Saved entries
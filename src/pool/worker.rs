// src/pool/worker.rs

//! The loop run by each fixed pool thread, and the task-running helpers it
//! shares with off-pool threads.

use std::any::Any;
use std::panic::{self, AssertUnwindSafe};
use std::sync::Arc;

use tracing::{debug, trace};

use crate::dag::Claim;
use crate::errors::PoolError;
use crate::pool::off_pool;
use crate::pool::shared::{LiveThread, Shared};
use crate::task::TaskHandle;

/// Body of a worker thread.
///
/// Claims ready tasks until the run drains or a failure is recorded. Only
/// the claim happens under the lock; task bodies run outside it.
pub(crate) fn run_worker(live: LiveThread) {
    let shared = &live.shared;

    loop {
        let task = {
            let mut state = shared.state.lock();
            loop {
                match state.graph.claim() {
                    Claim::Run(task) => break task,
                    Claim::Wait => shared.changed.wait(&mut state),
                    claim @ (Claim::Drained | Claim::Aborted) => {
                        trace!(?claim, "worker exiting");
                        // Let the other waiting workers observe the same state.
                        shared.changed.notify_all();
                        return;
                    }
                }
            }
        };

        debug!(task = %task.label(), "worker claimed task");
        let outcome = run_guarded(&task);
        report_completion(shared, &task, outcome);
    }
}

/// Run a task, turning both `Err` returns and panics into a [`PoolError`].
pub(crate) fn run_guarded(task: &TaskHandle) -> Result<(), PoolError> {
    match panic::catch_unwind(AssertUnwindSafe(|| task.run())) {
        Ok(Ok(())) => Ok(()),
        Ok(Err(err)) => Err(PoolError::TaskFailed(err)),
        Err(payload) => Err(PoolError::TaskPanicked {
            task: task.id(),
            message: panic_message(payload.as_ref()),
        }),
    }
}

/// Feed a finished task's outcome back into the graph, launch any off-pool
/// dependents it released and wake the workers.
pub(crate) fn report_completion(
    shared: &Arc<Shared>,
    task: &TaskHandle,
    outcome: Result<(), PoolError>,
) {
    debug!(task = %task.label(), ok = outcome.is_ok(), "task finished");

    let mut state = shared.state.lock();
    let launches = state.graph.complete(task.id(), outcome);
    off_pool::launch(shared, &mut state, launches);
    drop(state);

    shared.changed.notify_all();
}

fn panic_message(payload: &(dyn Any + Send)) -> String {
    if let Some(s) = payload.downcast_ref::<&str>() {
        (*s).to_string()
    } else if let Some(s) = payload.downcast_ref::<String>() {
        s.clone()
    } else {
        "non-string panic payload".to_string()
    }
}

The problem
All that is wanted is an exact copy of the lines above from the one with "use crate::dag::Claim;" through the one with "Claim::Wait => shared.changed.wait(&mut", with both ends included.

Answer to this exercise
use crate::dag::Claim;
use crate::errors::PoolError;
use crate::pool::off_pool;
use crate::pool::shared::{LiveThread, Shared};
use crate::task::TaskHandle;

/// Body of a worker thread.
///
/// Claims ready tasks until the run drains or a failure is recorded. Only
/// the claim happens under the lock; task bodies run outside it.
pub(crate) fn run_worker(live: LiveThread) {
    let shared = &live.shared;

    loop {
        let task = {
            let mut state = shared.state.lock();
            loop {
                match state.graph.claim() {
                    Claim::Run(task) => break task,
                    Claim::Wait => shared.changed.wait(&mut state),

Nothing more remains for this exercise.